Os níveis dos CDS brasileiros indicam uma probabilidade comparativamente alta de moratória, diz McAdie, do Lehman Brothers. Se os detentores de bônus presumirem que seu papel teria valor equivalente a 30% do valor de face depois de uma reestruturação da dívida, o ágio implica uma chance em três de que o país decrete uma moratória, estimou ele.
"Os ágios podem se elevar a ponto de fazer com que os bancos deixem de se interessar por oferecer proteção aos investidores. Estamos perto disso no momento", declara.

Moratória argentina
Mesmo assim, há quem acredite, nos mercados, que essas crises encorajaram o crescimento dos CDS. Quando a Argentina suspendeu o pagamento de sua dívida externa publicamente negociada, em janeiro, os detentores de contratos de proteção repentinamente se deram bem. O país decretou moratória bem no final de 2001 devido a uma recessão desgastante que já dura quatro anos.
"Depois da Argentina, as atividades se aceleraram", diz um estrategista de derivativos de um banco europeu. "Depois de moratórias como essas, o interesse na compra de proteção aumenta", acrescentou. Os detentores de contratos de proteção para papéis argentinos tiveram bons lucros, em um momento em que os detentores de bônus caíam no vermelho, segundo o estrategista.
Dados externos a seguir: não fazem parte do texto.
//! Conversation entities

use crate::council::turn::CouncilTurn;
use crate::util::now_ms;
use chrono::{DateTime, Utc};
use serde::{Deserialize, Serialize};

/// Role of a message on the model wire.
#[derive(Debug, Clone, Copy, PartialEq, Eq, Serialize, Deserialize)]
#[serde(rename_all = "lowercase")]
pub enum Role {
    System,
    User,
    Assistant,
}

/// A transient message sent to a model. Built by prompt templates, never
/// persisted.
#[derive(Debug, Clone, PartialEq, Eq, Serialize, Deserialize)]
pub struct Message {
    pub role: Role,
    pub content: String,
}

impl Message {
    pub fn system(content: impl Into<String>) -> Self {
        Self {
            role: Role::System,
            content: content.into(),
        }
    }

    pub fn user(content: impl Into<String>) -> Self {
        Self {
            role: Role::User,
            content: content.into(),
        }
    }

    pub fn assistant(content: impl Into<String>) -> Self {
        Self {
            role: Role::Assistant,
            content: content.into(),
        }
    }
}

/// A persisted conversation message (Entity).
///
/// Only user and assistant messages are ever stored; system directives are
/// rebuilt from templates on every turn.
#[derive(Debug, Clone, PartialEq, Eq, Serialize, Deserialize)]
pub struct ChatMessage {
    pub role: Role,
    pub content: String,
    /// Milliseconds since the Unix epoch.
    pub timestamp: u64,
}

impl ChatMessage {
    pub fn user(content: impl Into<String>) -> Self {
        Self {
            role: Role::User,
            content: content.into(),
            timestamp: now_ms(),
        }
    }

    pub fn assistant(content: impl Into<String>) -> Self {
        Self {
            role: Role::Assistant,
            content: content.into(),
            timestamp: now_ms(),
        }
    }
}

/// A conversation: ordered messages plus the council turns that produced
/// them (Entity). Append-only after creation.
#[derive(Debug, Clone, Serialize, Deserialize)]
pub struct Conversation {
    pub id: String,
    pub messages: Vec<ChatMessage>,
    pub turns: Vec<CouncilTurn>,
    pub created_at: DateTime<Utc>,
    pub updated_at: DateTime<Utc>,
}

impl Conversation {
    pub fn new(id: impl Into<String>) -> Self {
        let now = Utc::now();
        Self {
            id: id.into(),
            messages: Vec::new(),
            turns: Vec::new(),
            created_at: now,
            updated_at: now,
        }
    }

    /// Append one completed turn with its user and assistant messages,
    /// keeping `messages.len() == 2 * turns.len()`.
    pub fn record_turn(&mut self, user: ChatMessage, turn: CouncilTurn, assistant: ChatMessage) {
        self.messages.push(user);
        self.messages.push(assistant);
        self.turns.push(turn);
        self.updated_at = Utc::now();
    }
}

#[cfg(test)]
mod tests {
    use super::*;

    #[test]
    fn test_message_ctors() {
        assert_eq!(Message::system("s").role, Role::System);
        assert_eq!(Message::user("u").role, Role::User);
        assert_eq!(Message::assistant("a").role, Role::Assistant);
    }

    #[test]
    fn test_chat_message_is_stamped() {
        let m = ChatMessage::user("hello");
        assert!(m.timestamp > 0);
    }

    #[test]
    fn test_record_turn_keeps_message_turn_ratio() {
        let mut conv = Conversation::new("c1");
        let turn = CouncilTurn::new("t1", "hello");
        conv.record_turn(
            ChatMessage::user("hello"),
            turn,
            ChatMessage::assistant("hi"),
        );

        assert_eq!(conv.messages.len(), 2);
        assert_eq!(conv.turns.len(), 1);
        assert_eq!(conv.messages[0].role, Role::User);
        assert_eq!(conv.messages[1].role, Role::Assistant);
    }

    #[test]
    fn test_role_serializes_lowercase() {
        let json = serde_json::to_string(&Role::Assistant).unwrap();
        assert_eq!(json, r#""assistant""#);
    }
}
Os detentores de contratos de proteção entregaram os bônus aos vendedores dos contratos e receberam o preço preestabelecido por eles. No começo do ano, o bônus FRB Brady argentino padrão estava sendo negociado por 28,75% de seu valor de face, o que potencialmente daria aos detentores de contratos de proteção um lucro da ordem de 71,25%.
O pico na demanda - causado pelos detentores de contratos que precisavam adquirir bônus a serem entregues aos vendedores de proteção- fez com que o FRB subisse para 36,25% de seu valor de face.
No momento, as transações de CDS estão paradas, mas o operador do banco alemão disse que as coisas não ficariam assim por muito tempo.
"As operações se reduziram, mas acredito que as pessoas estejam esperando para ver em que direção o mercado vai", disse. "Depois de duas semanas complicadas, é melhor esperar para ver para onde vai o mercado", acrescentou o analista.